The capital of Air Force bowling

  • Published
  • By Airman 1st Class Charles V. Rivezzo
  • 7th Bomb Wing Public Affairs
For 2013, Dyess Air Force Base can stake its claim of being the capital of Air Force bowling, as two Dyess Airmen placed first and second Air Force-wide April 15-28 during the Armed Forces Championship, at Camp Lejeune, N.C.

Master Sgt. Donald Benson, 7th Communications Squadron and Staff Sgt. Michael Warstler, 7th Bomb Wing ground safety, claimed top honors Air Force-wide and finished sixth and seventh respectively across the Department of Defense.

"You could say that for now, Dyess is the hub of Air Force bowling, at least until someone takes our crown," said Benson. "We were the only two guys from the same base and we went out there with one mission and we accomplished that mission. I think we represented the base very well during this competition."

Benson, an 18-year Air Force veteran and avid bowler since the age of two, has competed in the Armed Forces Championship six times. However, this was his first time back since he won the tournament in 2001, giving him added motivation to show the younger guys how it's done.

"Going into it there were a lot of new people that didn't know me and didn't know what to expect of me. That is, until I got out on the lanes," Benson laughed. "My grandma owned a bowling alley her whole life so I picked it up at an early age. I could go in, turn the lanes on and practice anytime I wanted."

While this was Warstler's first time competing in the tournament, he's no rookie when it comes to succeeding on the lanes.

He began his bowling career in high school and was eventually named the county bowler of the year both his junior and senior year. Joining the Air Force in 2006, Warstler knew the Air Force had a bowling team, but wasn't able to make his debut until recently.

"When I was a younger Airman, I heard about the Air Force bowling team, but I didn't quite know how to qualify," Warstler said. "It wasn't until I came to Dyess in 2011 and met sergeant Benson, who enlightened me on the whole process of how to make the team and get my name out there."

Since then, Benson and Warstler have made quite the duo, competing in the base's bowling league together as well as competing in multiple tournaments around the nation.

"It's a bit of mentorship and a bit of a rivalry," Benson said with a smile. "It's competitive between us two, and we always want to see each other bowl well, but neither of us wants to lose. We said going into the competition that we wanted to be number one and two, but I let him know I wasn't finishing behind him."

During the first week of the event, Benson and Warstler competed against 14 other Air Force bowlers, seven of which possessed pro-cards, allowing them to compete at the professional level. After qualifying for the Air Force team, they went on to compete against the best each branch of service had to offer.

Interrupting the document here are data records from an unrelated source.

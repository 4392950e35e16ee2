pub mod apps;
use std::fmt::Display;

use base64::Engine;
use base64::engine::general_purpose::STANDARD;

use crate::application::dto::apps::{AppError, AppErrorCode};

/// Relay-style node id: base64 of `Type:pk`.
pub fn to_global_id(type_name: &str, pk: impl Display) -> String {
    STANDARD.encode(format!("{type_name}:{pk}"))
}

#[derive(thiserror::Error, Debug, PartialEq, Eq)]
pub enum GlobalIdError {
    #[error("Couldn't resolve id: {0}.")]
    Malformed(String),
    #[error("Must receive a {expected} id.")]
    WrongType { expected: String, found: String },
}

impl GlobalIdError {
    pub fn app_error(&self, field: &str) -> AppError {
        let code = match self {
            GlobalIdError::Malformed(_) => AppErrorCode::GraphqlError,
            GlobalIdError::WrongType { .. } => AppErrorCode::Invalid,
        };
        AppError::new(field, code, self.to_string())
    }
}

pub fn from_global_id(id: &str) -> Result<(String, String), GlobalIdError> {
    let malformed = || GlobalIdError::Malformed(id.to_string());
    let bytes = STANDARD.decode(id.trim()).map_err(|_| malformed())?;
    let decoded = String::from_utf8(bytes).map_err(|_| malformed())?;
    let (type_name, pk) = decoded.split_once(':').ok_or_else(malformed)?;
    if type_name.is_empty() || pk.is_empty() {
        return Err(malformed());
    }
    Ok((type_name.to_string(), pk.to_string()))
}

pub fn decode_pk(id: &str, expected_type: &str) -> Result<i32, GlobalIdError> {
    let (type_name, pk) = from_global_id(id)?;
    if type_name != expected_type {
        return Err(GlobalIdError::WrongType {
            expected: expected_type.to_string(),
            found: type_name,
        });
    }
    pk.parse::<i32>()
        .map_err(|_| GlobalIdError::Malformed(id.to_string()))
}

To test the skill, versatility and ability of the competitors, different oil patterns were put on the bowling lanes each day of competition. The patterns make bowling more difficult than traditional recreational bowling games.

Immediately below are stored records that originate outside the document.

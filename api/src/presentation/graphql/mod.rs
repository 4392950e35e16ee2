pub mod global_id;
pub mod mutations;
pub mod query;
pub mod schema;
pub mod types;

use async_graphql::{Context, ErrorExtensions};

use crate::application::access::Requestor;

pub const PERMISSION_DENIED_MESSAGE: &str = "You do not have permission to perform this action";

pub(crate) fn permission_denied() -> async_graphql::Error {
    async_graphql::Error::new(PERMISSION_DENIED_MESSAGE)
        .extend_with(|_, e| e.set("code", "PERMISSION_DENIED"))
}

pub(crate) fn internal_error() -> async_graphql::Error {
    async_graphql::Error::new("Internal server error")
        .extend_with(|_, e| e.set("code", "INTERNAL_SERVER_ERROR"))
}

/// Anonymous requests never reach the app-management use cases.
pub(crate) fn require_requestor<'a>(ctx: &Context<'a>) -> async_graphql::Result<&'a Requestor> {
    ctx.data_opt::<Requestor>().ok_or_else(permission_denied)
}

"Many people aren't aware of how different equipment, lanes, oil and environments can play an integral part of the game," Benson said. "We were very fortunate for Dyess Lanes to provide us with the proper oil patterns in order to better prepare us for the competition."

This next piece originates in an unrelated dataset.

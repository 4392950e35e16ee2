pub mod app_installation_repository_sqlx;
pub mod app_repository_sqlx;
pub mod user_repository_sqlx;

After two weeks and nearly 120 games, the Air Force men's team finished in third place behind the Army who took home first place and the Navy who placed second.

Even though this was the last year Benson and Warstler will be able to compete together, due to Benson's upcoming permanent change of station later this year, they have no doubt that they will be squaring off as usual at next year's competition.